No caso do transporte público na região de Paris esse comitê poderia reunir usuários, também expostos à falta de medidas de higiene por parte da RATP ou da SNCF. Como nas minas do século XIX, não se pode confiar nos patrões para implementar medidas de saúde e segurança nas empresas.

Até o momento, as lideranças sindicais se mostraram aquém dessa orientação. Os mais traidores pedem abertamente uma união sacra com a Medef [2] e o governo, as mesmas pessoas que acabaram de dar ordens para tornar possível aumentar as horas de trabalho em até 60 horas por semana, ou que exigem que as pessoas vão a pé ao trabalho, para sustentarem a economia. Philippe Martinez, que se diz de esquerda, solicitou que o governo elabore uma lista de atividades "essenciais para a saúde e a vida dos cidadãos".

No entanto, é impossível confiar no governo de Emmanuel Macron para estabelecer essa lista, como está sendo mostrado por sindicalistas e grupos combativos, que se opõem à retomada do trabalho. É por isso que a CGT deve interromper de uma vez por todas as discussões com esse governo, que já pretende nos fazer suportar os efeitos da crise econômica que se aproxima, ao mesmo tempo em que oferece presentes aos empregadores. O exemplo da Itália mostra que as promessas dos governos europeus de fechar os serviços não essenciais é, na verdade, uma grande mentira. Enquanto o governo de Giuseppe Conte havia prometido encerrar atividades não essenciais, a Cofindustria, a Medef italiana, fez lobby para que os setores "de importância estratégica para a economia" fossem incluídos. Fábricas de armamentos, da aeronáutica, texteis etc. continuaram em operação ... tudo isso antes que uma greve ocorresse na quarta-feira, 25 de março, difundida por centenas de enfermeiras e pela equipe de enfermagem, em que declararam " É hora de entrar em greve. Saúde e segurança acima de tudo! Embora nossa [participação] em greves seja apenas simbólica - um minuto de rotação com o pessoal da guarda, entre 13h30 e 14h30 -, pedimos que você faça uma greve. [Faça greve] por nós também. ”

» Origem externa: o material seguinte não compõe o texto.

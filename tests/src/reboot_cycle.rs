#![cfg(test)]
//! Full-stack reboot cycle: the real `UdpCommander` against a UDP node
//! double on localhost that goes quiet for a few polls after `?reboot##`.

use std::net::SocketAddr;
use std::time::Duration;

use nodectl_core::reboot::{self, RebootObserver, RebootPhase, RebootTiming, UdpCommander};
use nodectl_protocols::udp::{LIST_CMD, REBOOT_CMD};
use tokio::net::UdpSocket;

const STATUS: &[u8] = b"node gd32_486149\n";

/// Answers `?list#` with a status string; after `?reboot##` it stays mute
/// for the next few liveness queries, like a device mid-boot.
async fn spawn_node_double(down_polls: usize) -> SocketAddr {
    let socket = UdpSocket::bind("127.0.0.1:0").await.unwrap();
    let addr = socket.local_addr().unwrap();

    tokio::spawn(async move {
        let mut remaining_down = 0usize;
        let mut buf = [0u8; 64];
        loop {
            let (len, from) = match socket.recv_from(&mut buf).await {
                Ok(received) => received,
                Err(_) => break,
            };
            match &buf[..len] {
                cmd if cmd == REBOOT_CMD => remaining_down = down_polls,
                cmd if cmd == LIST_CMD => {
                    if remaining_down > 0 {
                        remaining_down -= 1;
                    } else {
                        let _ = socket.send_to(STATUS, from).await;
                    }
                }
                _ => {}
            }
        }
    });

    addr
}

fn quick_timing() -> RebootTiming {
    RebootTiming {
        liveness_timeout: Duration::from_millis(200),
        settle_delay: Duration::from_millis(100),
        poll_interval: Duration::from_millis(50),
        idle_sleep: Duration::from_millis(20),
    }
}

#[derive(Default)]
struct Recorder {
    transitions: Vec<(RebootPhase, String)>,
}

impl RebootObserver for Recorder {
    fn entered(&mut self, phase: RebootPhase, liveness: &str) {
        self.transitions.push((phase, liveness.to_string()));
    }
}

#[tokio::test]
async fn cycle_completes_once_the_node_answers_again() {
    let addr = spawn_node_double(3).await;
    let commander = UdpCommander::new(addr);
    let mut recorder = Recorder::default();

    reboot::run_cycle(&commander, &mut recorder, &quick_timing()).await;

    let phases: Vec<RebootPhase> = recorder.transitions.iter().map(|(p, _)| *p).collect();
    assert_eq!(
        phases,
        vec![
            RebootPhase::CheckingLive,
            RebootPhase::Rebooting,
            RebootPhase::WaitingForReturn,
            RebootPhase::Done,
        ]
    );

    assert_eq!(recorder.transitions[0].1, "node gd32_486149");
    assert_eq!(recorder.transitions[3].1, "node gd32_486149");
}

#[tokio::test]
async fn socket_errors_poll_on_like_silence() {
    // 127.0.0.1:9 is almost certainly closed; sends either vanish or come
    // back as ICMP-driven errors. Both must read as "not yet online".
    let closed: SocketAddr = "127.0.0.1:9".parse().unwrap();
    let commander = UdpCommander::new(closed);
    let mut recorder = Recorder::default();

    let bounded = tokio::time::timeout(
        Duration::from_millis(600),
        reboot::run_cycle(&commander, &mut recorder, &quick_timing()),
    )
    .await;

    assert!(bounded.is_err(), "cycle must keep polling a dead address");
    let phases: Vec<RebootPhase> = recorder.transitions.iter().map(|(p, _)| *p).collect();
    assert_eq!(
        phases,
        vec![RebootPhase::CheckingLive, RebootPhase::WaitingForLive],
        "a silent node never gets past WaitingForLive"
    );
}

Ao invez de um acordo "à italiana", que é apenas uma variante da união sagrada exigida por Macron, o controle dos trabalhadores, sobre a segurança e a produção, é nossa única solução para a crise sanitária.

Notas:

[1] Trotsky, « Au sujet du contrôle ouvrier de la production », 20 août 1931. Disponível em : https://www.marxists.org/francais/trotsky/oeuvres/1931/08/lt19310820c.htm

[2] Medef - Mouvement des Entreprises de France, existe desde 1998, é a maior organização de empregadores da França.